If you look carefully, your superannuation fund results that should be in the mail soon will tell you that we are living in unprecedented times.
Normally, your choice of superannuation risk profile follows a well-trodden path.
If you have a large proportion of growth assets such as local and international shares and property, your returns over time will be higher but volatility – usually measured in super funds as the chance of recording a negative return over a year – will also be higher.
Indeed, that proved to be the case in the past couple of years, with the average growth superannuation fund delivering a stunning return of 18% in the year to June 2021 but an expected return of negative 5% for the year to June 2022.
So far, so good, with the average growth super fund doing better than the steeper falls on the local and offshore overall share markets due to its exposure to some alternative and unlisted assets such as private equity, direct property and infrastructure.
Even conservative super members are feeling the pain
The real aberration in the financial year just passed lies not in the performance of growth funds but in those classed as conservative, due to a high exposure to less volatile asset classes such as cash and bonds.
Usually, the past year would have been a rare chance for such funds to outperform their growth counterparts but a collapse in the value of bonds left even these funds struggling to make a positive return, with estimates by Chant West that they will record a negative return somewhere between negative 3.5% and negative 4%.
Most conservative funds only have somewhere between 21% and 40% exposure to growth assets like shares and that segment will have fallen like the growth funds.
Bonds falling in tandem with shares
However, the real sting in the tail for the conservative funds has been a really sharp downturn in returns from bonds.
Australian bonds fell by around 12% during the past financial year while international bonds were also down by double digits.
This is a very different result from the usual, when conservative funds normally shine in the wake of a falling share market as investors flee to the safety of bonds.
The reason for such an unusual result for superannuation lies in the unusual times we have lived through since the Global Financial Crisis.
That crisis sparked an unprecedented race to cut official interest rates to very low levels.
Covid sparks a continuation of very low interest rates
Then, just as rates would normally have been rising, along came the global COVID-19 pandemic which caused a massive financial shock as the movement of people was greatly slowed and production of many goods and services was severely curtailed.
Central banks around the world then redoubled their efforts to force interest rates lower, in some cases forcing bond yields down to zero and beyond, with the arrival of negative yields.
Normally you would expect such a prolonged period of ultra-low interest rates to provoke inflation and indeed, that eventually turned out to be the case, with price rises worsened by global shortages of products such as computer chips and severely disrupted supply chains.

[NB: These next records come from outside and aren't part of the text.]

//! Tests for FilesManager
//!
//! These tests verify:
//! - Discovery of existing files ordered by numeric index
//! - Index allocation that never reuses an existing file
//! - Removal and clearing

use std::fs;
use std::path::{Path, PathBuf};

use popout::storage::FilesManager;
use popout::QueueError;
use tempfile::TempDir;

// =============================================================================
// Helper Functions
// =============================================================================

fn setup_temp_folder() -> (TempDir, PathBuf) {
    let temp_dir = TempDir::new().unwrap();
    let path = temp_dir.path().to_path_buf();
    (temp_dir, path)
}

fn touch(folder: &Path, name: &str) {
    fs::write(folder.join(name), b"x").unwrap();
}

fn names(manager: &FilesManager) -> Vec<String> {
    manager
        .files()
        .map(|p| p.file_name().unwrap().to_string_lossy().into_owned())
        .collect()
}

// =============================================================================
// Open Tests
// =============================================================================

#[test]
fn test_open_empty_folder() {
    let (_temp, path) = setup_temp_folder();
    let manager = FilesManager::open(&path, "q-", ".wal").unwrap();

    assert!(manager.is_empty());
    assert_eq!(manager.next_index(), 0);
    assert!(manager.peek().is_none());
}

#[test]
fn test_open_creates_folder() {
    let (_temp, path) = setup_temp_folder();
    let nested = path.join("a").join("b");

    FilesManager::open(&nested, "q-", ".wal").unwrap();

    assert!(nested.is_dir());
}

#[test]
fn test_open_orders_by_numeric_index() {
    let (_temp, path) = setup_temp_folder();
    for name in ["q-2.wal", "q-10.wal", "q-1.wal", "q-x.wal", "other-3.wal", "q-4.compressed"] {
        touch(&path, name);
    }

    let manager = FilesManager::open(&path, "q-", ".wal").unwrap();

    assert_eq!(names(&manager), vec!["q-1.wal", "q-2.wal", "q-10.wal"]);
    assert_eq!(manager.next_index(), 11);
}

// =============================================================================
// Create Tests
// =============================================================================

#[test]
fn test_create_next_file_increments() {
    let (_temp, path) = setup_temp_folder();
    let mut manager = FilesManager::open(&path, "q-", ".wal").unwrap();

    let first = manager.create_next_file().unwrap();
    let second = manager.create_next_file().unwrap();

    assert_eq!(first, path.join("q-0.wal"));
    assert_eq!(second, path.join("q-1.wal"));
    assert!(first.exists());
    assert_eq!(fs::metadata(&first).unwrap().len(), 0);
    assert_eq!(manager.len(), 2);
}

#[test]
fn test_create_next_file_skips_existing() {
    let (_temp, path) = setup_temp_folder();
    let mut manager = FilesManager::open(&path, "q-", ".wal").unwrap();

    // Appears after the scan
    touch(&path, "q-0.wal");

    let created = manager.create_next_file().unwrap();
    assert_eq!(created, path.join("q-1.wal"));
    assert_eq!(fs::read(path.join("q-0.wal")).unwrap(), b"x");
}

// =============================================================================
// Peek/Poll/Remove Tests
// =============================================================================

#[test]
fn test_peek_and_poll_oldest() {
    let (_temp, path) = setup_temp_folder();
    let mut manager = FilesManager::open(&path, "q-", ".wal").unwrap();
    let first = manager.create_next_file().unwrap();
    let second = manager.create_next_file().unwrap();

    assert_eq!(manager.peek(), Some(first.as_path()));
    assert_eq!(manager.poll(), Some(first.clone()));
    assert_eq!(manager.peek(), Some(second.as_path()));

    // Polling only untracks
    assert!(first.exists());
}

#[test]
fn test_remove_deletes_and_untracks() {
    let (_temp, path) = setup_temp_folder();
    let mut manager = FilesManager::open(&path, "q-", ".wal").unwrap();
    let first = manager.create_next_file().unwrap();
    let second = manager.create_next_file().unwrap();

    manager.remove(&[first.clone()]).unwrap();

    assert!(!first.exists());
    assert_eq!(manager.len(), 1);
    assert_eq!(manager.peek(), Some(second.as_path()));
}

#[test]
fn test_remove_missing_file_is_not_an_error() {
    let (_temp, path) = setup_temp_folder();
    let mut manager = FilesManager::open(&path, "q-", ".wal").unwrap();
    let first = manager.create_next_file().unwrap();
    fs::remove_file(&first).unwrap();

    manager.remove(&[first, path.join("q-99.wal")]).unwrap();
    assert!(manager.is_empty());
}

#[test]
fn test_clear_resets_index() {
    let (_temp, path) = setup_temp_folder();
    let mut manager = FilesManager::open(&path, "q-", ".wal").unwrap();
    for _ in 0..3 {
        manager.create_next_file().unwrap();
    }

    manager.clear().unwrap();

    assert!(manager.is_empty());
    assert_eq!(manager.next_index(), 0);
    assert!(!path.join("q-2.wal").exists());
    assert_eq!(manager.create_next_file().unwrap(), path.join("q-0.wal"));
}

// =============================================================================
// Index Tests
// =============================================================================

#[test]
fn test_index_of() {
    let (_temp, path) = setup_temp_folder();
    let manager = FilesManager::open(&path, "q-", ".wal").unwrap();

    assert_eq!(manager.index_of(&path.join("q-17.wal")).unwrap(), 17);
    assert_eq!(manager.path_for(17), path.join("q-17.wal"));

    let err = manager.index_of(&path.join("q-17.txt")).unwrap_err();
    assert!(matches!(err, QueueError::InvalidName(_)));
}
//! Queue Module
//!
//! The two queue engines built on [`StorageBackend`](crate::storage::StorageBackend).
//!
//! ## Modes
//! ```text
//!            SyncedQueue                         BatchedQueue
//!   offer ──► [len][item] ──► WAL        offer ──► tail (memory, batch_size)
//!   poll  ◄── backend record               │ full / flush()
//!                                          ▼
//!   one item = one record                [count][len][item]... ──► WAL
//!   every call takes one fair lock       poll ◄── head ◄── backend ◄── tail
//! ```
//!
//! Both implement [`FileQueue`], the object-safe surface that limit
//! callbacks receive.

mod batch;
mod batched;
mod synced;

pub use batched::{BatchedCursor, BatchedQueue, ItemHandle};
pub use synced::{SyncedCursor, SyncedQueue};

use crate::error::Result;

/// Common surface of every disk-backed queue
pub trait FileQueue<T>: Send + Sync {
    /// Enqueue an item
    ///
    /// Returns `Ok(false)` when the queue limit rejected the item without
    /// raising an error (drop or custom action).
    fn offer(&self, item: T) -> Result<bool>;

    /// Remove and return the oldest item
    fn poll(&self) -> Result<Option<T>>;

    /// Return the oldest item without removing it
    fn peek(&self) -> Result<Option<T>>;

    /// Number of items in the queue
    fn len(&self) -> u64;

    fn is_empty(&self) -> bool {
        self.len() == 0
    }

    /// Bytes occupied by all tracked segment files
    fn disk_size(&self) -> Result<u64>;

    /// Persist buffered items
    fn flush(&self) -> Result<()>;

    /// Merge every WAL segment into compressed files now
    fn compress(&self) -> Result<()>;
}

Energy prices also rose sharply, not helped by the Russian invasion of Ukraine.
Perhaps surprisingly, in retrospect, this inflationary surge caught central banks by surprise as they were busily reassuring borrowers that low rates would continue for years to come.
There were some notable exceptions – such as New Zealand – but by the time that central banks realised these inflationary pressures were far from “transitory” and were on the increase rather than abating, the die was cast for bonds.
Bonds lose value as rates rise
As central banks started belatedly raising interest rates to try to catch up with galloping inflation, that meant the capital value of those very low interest bonds they had been selling for many years fell hard.
After all, why would you buy a government bond with a yield of 0.1% when the yields on offer for freshly issued bonds were rising fast?
The answer is that you wouldn’t buy that low interest yielding bond unless you got it really cheap, with the lower price paid making up for the low yield.
That is the reason why we have lived through – and continue to live through – the very rare economic event of falling share markets and falling bond markets.
How long will this situation last?
Well, the true answer is that nobody really knows but one other thing that your superannuation fund results can teach you is the value of investing for the long haul and resisting the rush to cash in to avoid losses.
Funds buying up cheaper assets
Over the long haul, superannuation returns are likely to return to historical means and in this context, it is worth noting that the 2021-22 financial year is only the fifth in which the average super fund has delivered a negative result since compulsory super was started in 1992.
Given that super funds buy new assets progressively as their members make contributions throughout the year, the period after a market fall – be it share or bond market – is often the time when some of the fund’s best long-term purchases are made.
For the new financial year this effect will be increased, with the rise in the superannuation guarantee by 0.5% to 10.5% helping to boost the spending power of super funds to buy up assets at discounted prices.